Ontario needs more primary-care practitioners, province’s COVID-19 advisory table says

From The Globe and Mail

Ontario’s independent COVID-19 Science Advisory Table highlights the work of primary-care practitioners during the pandemic in its final report, and warns of challenges ahead as treating patients with the virus moves from intensive-care units to family doctors’ offices.

The report highlights long-standing challenges in Ontario that pose a threat, not just to the routine functioning of the health system but to future pandemic preparedness.

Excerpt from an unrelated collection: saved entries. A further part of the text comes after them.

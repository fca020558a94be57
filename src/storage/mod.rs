//! Filesystem storage for competition data.
//!
//! Each competition lives in its own directory of normalized JSONL files:
//! - `racedays.jsonl`
//! - `races.jsonl`
//! - `reviews.jsonl`

pub mod jsonl;
pub mod snapshot;

pub use jsonl::{list_comps, EntityType, JsonlReader, JsonlWriter};
pub use snapshot::{CompetitionSnapshot, ImportSummary};

use std::path::PathBuf;
use thiserror::Error;

use crate::calculate::CalculateError;
use crate::models::CompId;

/// Errors that can occur during storage operations.
#[derive(Debug, Error)]
pub enum StorageError {
    #[error("IO error: {0}")]
    Io(#[from] std::io::Error),

    #[error("JSON serialization error: {0}")]
    Json(#[from] serde_json::Error),

    #[error("Failed to parse line {line} in {path:?}: {source}")]
    Parse {
        path: PathBuf,
        line: usize,
        #[source]
        source: serde_json::Error,
    },

    #[error("Path not found: {0}")]
    PathNotFound(PathBuf),

    #[error("Invalid data: {0}")]
    Invalid(#[from] CalculateError),
}

/// Configuration for storage paths.
#[derive(Debug, Clone)]
pub struct StorageConfig {
    pub data_dir: PathBuf,
}

impl StorageConfig {
    pub fn new(data_dir: PathBuf) -> Self {
        Self { data_dir }
    }

    pub fn normalized_dir(&self) -> PathBuf {
        self.data_dir.join("normalized")
    }

    /// Directory holding one competition's files.
    pub fn comp_dir(&self, comp_id: CompId) -> PathBuf {
        self.normalized_dir().join(comp_id.to_string())
    }
}

impl Default for StorageConfig {
    fn default() -> Self {
        Self::new(PathBuf::from("./data"))
    }
}

#[cfg(test)]
mod tests {
    use super::*;

    #[test]
    fn test_storage_config_paths() {
        let config = StorageConfig::new(PathBuf::from("/data"));

        assert_eq!(config.normalized_dir(), PathBuf::from("/data/normalized"));
        assert_eq!(
            config.comp_dir(CompId::new(7)),
            PathBuf::from("/data/normalized/7")
        );
    }

    #[test]
    fn test_storage_config_default() {
        let config = StorageConfig::default();
        assert_eq!(config.data_dir, PathBuf::from("./data"));
    }
}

The province needs more primary-care practitioners to meet the growing needs of patients, says the report released on Monday. The province must also better integrate primary care into the health care system, it says, noting that there is little infrastructure in place that would allow policy-makers to share information with family doctors, trusted sources for their patients.

The report contains three related briefs: what Ontario family doctors did during the first two years of the pandemic; the factors that affected their capacity to deliver care; and the lessons policy-makers should heed to strengthen primary care as the pandemic evolves. Danielle Martin, a senior author on the report, provided expertise on primary care to the science table.


“People’s confidence in the vaccine often comes down to trust, and family doctors have these trusting relationships with people,” said Tara Kiran, another author of the new report and a family physician and researcher at St. Michael’s Hospital, part of Unity Health Toronto.